:: Given entries ::

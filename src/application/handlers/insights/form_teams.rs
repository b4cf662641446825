//! FormTeams - Command handler for on-demand team suggestions.
//!
//! Joins students to their profiles, then runs the formation heuristic.
//! Production callers leave `seed` unset for a fresh shuffle; passing a
//! seed reproduces a previous arrangement.

use std::sync::Arc;

use rand::rngs::SmallRng;
use rand::SeedableRng;
use tracing::debug;

use crate::config::InsightsConfig;
use crate::domain::foundation::{ClassId, DomainError};
use crate::domain::teams::{GroupingCriterion, Team, TeamFormer, TeamMember};
use crate::ports::{ProfileStore, StudentStore};

/// Command to form teams for a class.
#[derive(Debug, Clone)]
pub struct FormTeamsCommand {
    pub class_id: ClassId,
    /// Desired members per team; falls back to the configured default.
    pub group_size: Option<usize>,
    pub criterion: GroupingCriterion,
    /// Fixed shuffle seed, for reproducing an arrangement.
    pub seed: Option<u64>,
}

/// Handler for team formation.
pub struct FormTeamsHandler {
    students: Arc<dyn StudentStore>,
    profiles: Arc<dyn ProfileStore>,
    config: InsightsConfig,
}

impl FormTeamsHandler {
    pub fn new(
        students: Arc<dyn StudentStore>,
        profiles: Arc<dyn ProfileStore>,
        config: InsightsConfig,
    ) -> Self {
        Self {
            students,
            profiles,
            config,
        }
    }

    pub async fn handle(&self, command: FormTeamsCommand) -> Result<Vec<Team>, DomainError> {
        let students = self.students.students_by_class(&command.class_id).await?;
        let profiles = self.profiles.profiles_by_class(&command.class_id).await?;

        // Only students who responded can be placed meaningfully.
        let members: Vec<TeamMember> = students
            .iter()
            .filter_map(|student| {
                profiles
                    .iter()
                    .find(|p| p.student_id() == student.id())
                    .map(|profile| TeamMember::from_profile(student, profile))
            })
            .collect();

        let group_size = command.group_size.unwrap_or(self.config.default_group_size);
        let mut rng = match command.seed {
            Some(seed) => SmallRng::seed_from_u64(seed),
            None => SmallRng::from_entropy(),
        };

        debug!(
            class_id = %command.class_id,
            members = members.len(),
            group_size,
            criterion = %command.criterion,
            "forming teams"
        );

        Ok(TeamFormer::form(
            &members,
            group_size,
            command.criterion,
            &mut rng,
        ))
    }
}
//! Insight query and team-formation handlers.

pub mod form_teams;
pub mod get_class_insights;

pub use form_teams::{FormTeamsCommand, FormTeamsHandler};
pub use get_class_insights::{GetClassInsightsHandler, GetClassInsightsQuery};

:::

With the records above in view, retype each one exactly.

§ **Response for this exercise**:
filename src/application/handlers/insights/form_teams.rs
repository b4cf662641446825
//! FormTeams - Command handler for on-demand team suggestions.
//!
//! Joins students to their profiles, then runs the formation heuristic.
//! Production callers leave `seed` unset for a fresh shuffle; passing a
//! seed reproduces a previous arrangement.

use std::sync::Arc;

use rand::rngs::SmallRng;
use rand::SeedableRng;
use tracing::debug;

use crate::config::InsightsConfig;
use crate::domain::foundation::{ClassId, DomainError};
use crate::domain::teams::{GroupingCriterion, Team, TeamFormer, TeamMember};
use crate::ports::{ProfileStore, StudentStore};

/// Command to form teams for a class.
#[derive(Debug, Clone)]
pub struct FormTeamsCommand {
    pub class_id: ClassId,
    /// Desired members per team; falls back to the configured default.
    pub group_size: Option<usize>,
    pub criterion: GroupingCriterion,
    /// Fixed shuffle seed, for reproducing an arrangement.
    pub seed: Option<u64>,
}

/// Handler for team formation.
pub struct FormTeamsHandler {
    students: Arc<dyn StudentStore>,
    profiles: Arc<dyn ProfileStore>,
    config: InsightsConfig,
}

impl FormTeamsHandler {
    pub fn new(
        students: Arc<dyn StudentStore>,
        profiles: Arc<dyn ProfileStore>,
        config: InsightsConfig,
    ) -> Self {
        Self {
            students,
            profiles,
            config,
        }
    }

    pub async fn handle(&self, command: FormTeamsCommand) -> Result<Vec<Team>, DomainError> {
        let students = self.students.students_by_class(&command.class_id).await?;
        let profiles = self.profiles.profiles_by_class(&command.class_id).await?;

        // Only students who responded can be placed meaningfully.
        let members: Vec<TeamMember> = students
            .iter()
            .filter_map(|student| {
                profiles
                    .iter()
                    .find(|p| p.student_id() == student.id())
                    .map(|profile| TeamMember::from_profile(student, profile))
            })
            .collect();

        let group_size = command.group_size.unwrap_or(self.config.default_group_size);
        let mut rng = match command.seed {
            Some(seed) => SmallRng::seed_from_u64(seed),
            None => SmallRng::from_entropy(),
        };

        debug!(
            class_id = %command.class_id,
            members = members.len(),
            group_size,
            criterion = %command.criterion,
            "forming teams"
        );

        Ok(TeamFormer::form(
            &members,
            group_size,
            command.criterion,
            &mut rng,
        ))
    }
}
//! Insight query and team-formation handlers.

pub mod form_teams;
pub mod get_class_insights;

pub use form_teams::{FormTeamsCommand, FormTeamsHandler};
pub use get_class_insights::{GetClassInsightsHandler, GetClassInsightsQuery};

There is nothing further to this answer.